The interest wasn't political, he said, because he knew nothing about politics at that time. That's how he got sucked into politics. And Jones, he said, was the " ultimate micromanager." His mood determined what they were talking about on the show. Owens writes in the book that Jones was also "an extremely volatile and manipulative presence."

Owens said it is "the essence of how he operates. And how he, you know, keeps the people around him is that sometimes Jones could be kind of what you see on his show: this raging lunatic who is screaming about literal demons running the world. And then, in an instant, he is this complete other person; he is at times warm and jovial and fun to be around. But on my first day, I was sort of warned about that. I was told that that could turn on a dime, and sort of to always be watching out for it. Jones might try and rope you into a joke—but don’t play along, because you could be the reason that that turns."

Classic manipulation, Warzel called it. And Owens agreed "Yeah; that’s the job. That is the job whether you’re in the office; that’s the job whether you’re in the field; that’s the job whether you’re, you know, shooting a video with him. About politics or whether it’s about the products that he’s selling. Like, no matter what, it’s about 'How do we do what he wants?'"

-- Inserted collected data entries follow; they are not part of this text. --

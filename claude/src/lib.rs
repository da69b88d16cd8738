//! Minimal Anthropic Claude API client for long-form text generation.
//!
//! This crate provides a focused client for Claude's Messages API with:
//! - Blocking (single response) completions
//! - Streaming completions, either as raw events or as plain text chunks
//! - Buffered SSE parsing that survives events split across network reads

use futures::StreamExt;
use reqwest::header::{HeaderMap, HeaderValue, CONTENT_TYPE};
use serde::{Deserialize, Serialize};
use std::pin::Pin;
use std::time::Duration;
use thiserror::Error;
use tokio_stream::Stream;

const API_BASE: &str = "https://api.anthropic.com/v1";
const API_VERSION: &str = "2023-06-01";
const DEFAULT_MODEL: &str = "claude-sonnet-4-20250514";

/// Chapters are long; the request timeout has to cover a full streamed reply.
const REQUEST_TIMEOUT: Duration = Duration::from_secs(600);
const CONNECT_TIMEOUT: Duration = Duration::from_secs(30);

/// Errors that can occur when using the Claude client.
#[derive(Debug, Error)]
pub enum Error {
    #[error("API key not configured")]
    NoApiKey,

    #[error("Network error: {0}")]
    Network(String),

    #[error("API error (status {status}): {message}")]
    Api { status: u16, message: String },

    #[error("Failed to parse response: {0}")]
    Parse(String),

    #[error("Invalid configuration: {0}")]
    Config(String),

    #[error("Stream error: {0}")]
    Stream(String),
}

/// A boxed stream of events from a streaming completion.
pub type EventStream = Pin<Box<dyn Stream<Item = Result<StreamEvent, Error>> + Send>>;

/// A boxed stream of text chunks from a streaming completion.
pub type TextStream = Pin<Box<dyn Stream<Item = Result<String, Error>> + Send>>;

/// Claude API client.
#[derive(Clone)]
pub struct Claude {
    client: reqwest::Client,
    api_key: String,
    model: String,
    base_url: String,
}

impl Claude {
    /// Create a new Claude client with the given API key.
    pub fn new(api_key: impl Into<String>) -> Self {
        let client = reqwest::Client::builder()
            .timeout(REQUEST_TIMEOUT)
            .connect_timeout(CONNECT_TIMEOUT)
            .build()
            .unwrap_or_else(|_| reqwest::Client::new());

        Self {
            client,
            api_key: api_key.into(),
            model: DEFAULT_MODEL.to_string(),
            base_url: API_BASE.to_string(),
        }
    }

    /// Create a Claude client from the ANTHROPIC_API_KEY environment variable.
    pub fn from_env() -> Result<Self, Error> {
        let api_key = std::env::var("ANTHROPIC_API_KEY").map_err(|_| Error::NoApiKey)?;
        if api_key.trim().is_empty() {
            return Err(Error::NoApiKey);
        }
        Ok(Self::new(api_key))
    }

    /// Set the default model for this client.
    pub fn with_model(mut self, model: impl Into<String>) -> Self {
        self.model = model.into();
        self
    }

    /// Point the client at a different API base (proxies, gateways).
    pub fn with_base_url(mut self, base_url: impl Into<String>) -> Self {
        self.base_url = base_url.into().trim_end_matches('/').to_string();
        self
    }

    /// The model used when a request does not name one.
    pub fn model(&self) -> &str {
        &self.model
    }

    /// Send a completion request and return the full response.
    pub async fn complete(&self, request: Request) -> Result<Response, Error> {
        let response = self.send(&request, false).await?;

        let api_response: ApiResponse = response
            .json()
            .await
            .map_err(|e| Error::Parse(e.to_string()))?;

        Ok(parse_response(api_response))
    }

    /// Send a completion request and stream the raw response events.
    pub async fn stream(&self, request: Request) -> Result<EventStream, Error> {
        let response = self.send(&request, true).await?;

        // The scan buffer carries partial SSE lines across network chunks.
        let stream = response
            .bytes_stream()
            .scan(String::new(), |buffer, result| {
                let events = match result {
                    Ok(bytes) => {
                        buffer.push_str(&String::from_utf8_lossy(&bytes));
                        parse_sse_events_buffered(buffer)
                    }
                    Err(e) => vec![Err(Error::Network(e.to_string()))],
                };
                futures::future::ready(Some(events))
            })
            .flat_map(futures::stream::iter);

        Ok(Box::pin(stream))
    }

    /// Stream only the generated text, in order.
    ///
    /// Control events are dropped, an in-band `error` event becomes an `Err`
    /// item, and the stream ends at `message_stop`.
    pub async fn stream_text(&self, request: Request) -> Result<TextStream, Error> {
        let events = self.stream(request).await?;

        let text = events
            .take_while(|event| futures::future::ready(!matches!(event, Ok(StreamEvent::MessageStop))))
            .filter_map(|event| {
                futures::future::ready(match event {
                    Ok(StreamEvent::TextDelta { text, .. }) if !text.is_empty() => Some(Ok(text)),
                    Ok(StreamEvent::Error { message }) => Some(Err(Error::Stream(message))),
                    Ok(_) => None,
                    Err(e) => Some(Err(e)),
                })
            });

        Ok(Box::pin(text))
    }

    async fn send(&self, request: &Request, stream: bool) -> Result<reqwest::Response, Error> {
        let api_request = self.build_api_request(request, stream);
        let headers = self.build_headers()?;

        let response = self
            .client
            .post(format!("{}/messages", self.base_url))
            .headers(headers)
            .json(&api_request)
            .send()
            .await
            .map_err(|e| Error::Network(e.to_string()))?;

        if !response.status().is_success() {
            let status = response.status().as_u16();
            let body = response.text().await.unwrap_or_default();
            return Err(Error::Api {
                status,
                message: body,
            });
        }

        Ok(response)
    }

    fn build_headers(&self) -> Result<HeaderMap, Error> {
        let mut headers = HeaderMap::new();
        headers.insert(CONTENT_TYPE, HeaderValue::from_static("application/json"));
        headers.insert(
            "x-api-key",
            HeaderValue::from_str(&self.api_key)
                .map_err(|e| Error::Config(format!("Invalid API key: {e}")))?,
        );
        headers.insert("anthropic-version", HeaderValue::from_static(API_VERSION));
        Ok(headers)
    }

    fn build_api_request(&self, request: &Request, stream: bool) -> ApiRequest {
        let messages = request
            .messages
            .iter()
            .map(|m| ApiMessage {
                role: m.role.as_str(),
                content: m.content.clone(),
            })
            .collect();

        ApiRequest {
            model: request.model.clone().unwrap_or_else(|| self.model.clone()),
            max_tokens: request.max_tokens,
            system: request.system.clone(),
            messages,
            temperature: request.temperature,
            stop_sequences: request.stop_sequences.clone(),
            stream,
        }
    }
}

fn parse_response(api_response: ApiResponse) -> Response {
    let text = api_response
        .content
        .into_iter()
        .filter_map(|block| match block {
            ApiContent::Text { text } => Some(text),
            ApiContent::Other => None,
        })
        .collect::<Vec<_>>()
        .join("");

    Response {
        id: api_response.id,
        model: api_response.model,
        text,
        stop_reason: api_response
            .stop_reason
            .as_deref()
            .map(StopReason::parse)
            .unwrap_or(StopReason::EndTurn),
        usage: Usage {
            input_tokens: api_response.usage.input_tokens,
            output_tokens: api_response.usage.output_tokens,
        },
    }
}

He added that he was so desperate for Jones' approval that he wondered if that's why Jones pulled him into the inner circle. "Because he knew that I almost wanted it as much as he was sort of demanding it. And so, those people who were closest to him … I think he sort of senses that. And then he pulls those people in, because he can get what he needs out of them," said Owens.

Warzel wanted to know whether Jones truly believed some of the things he said.

"When people ask me that question — like, not what he believes, but 'Does he believe the things that he says?' — my feeling on that has changed a little bit. I used to say, 'Who cares?' Like, it doesn’t matter what he believes. He has been doing this for two decades plus. He broadcasts on his show six days a week, for hours a day. I don’t even think he could tell you what he believes, and what he doesn’t believe, with the things that he says. But his audience believes it. And so, ultimately, it doesn’t matter," Owens said.

He then quoted a book by Harry Frankfurt, which describes liars as intentionally skewing the truth, while bulls—— don't care about the truth.

The Sandy Hook conspiracy was different, Owens said. "That’s something deeper and darker. That Jones, I feel like, just doesn’t care about how his rhetoric affects people. I think you could probably hook Jones up to a lie-detector test, and he would pass it. I don’t think he cares what the truth is. So, I think it frees him up, in some sense, to sort of say whatever he feels is of value to him in any given moment."

When Owens left he spoke to NPR's "This American Life" and "Jones sent me this voice memo that was very manipulative. And it was him saying that if I had to do that for people to like me, that’s fine. That’s okay. But he likes me, he cares about me, but he refuses to become my villain. And the mainstream people that I might be talking to are much worse than him, and I need to keep that in mind." When fact-checkers reached out to Jones for comment, he got two threats from Jones and there hasn't been any communication since.

For those trying to get out of the far-right world of Jones and even Donald Trump, Owens said he doesn't have the answer, but he knows that it can be done, because he did it.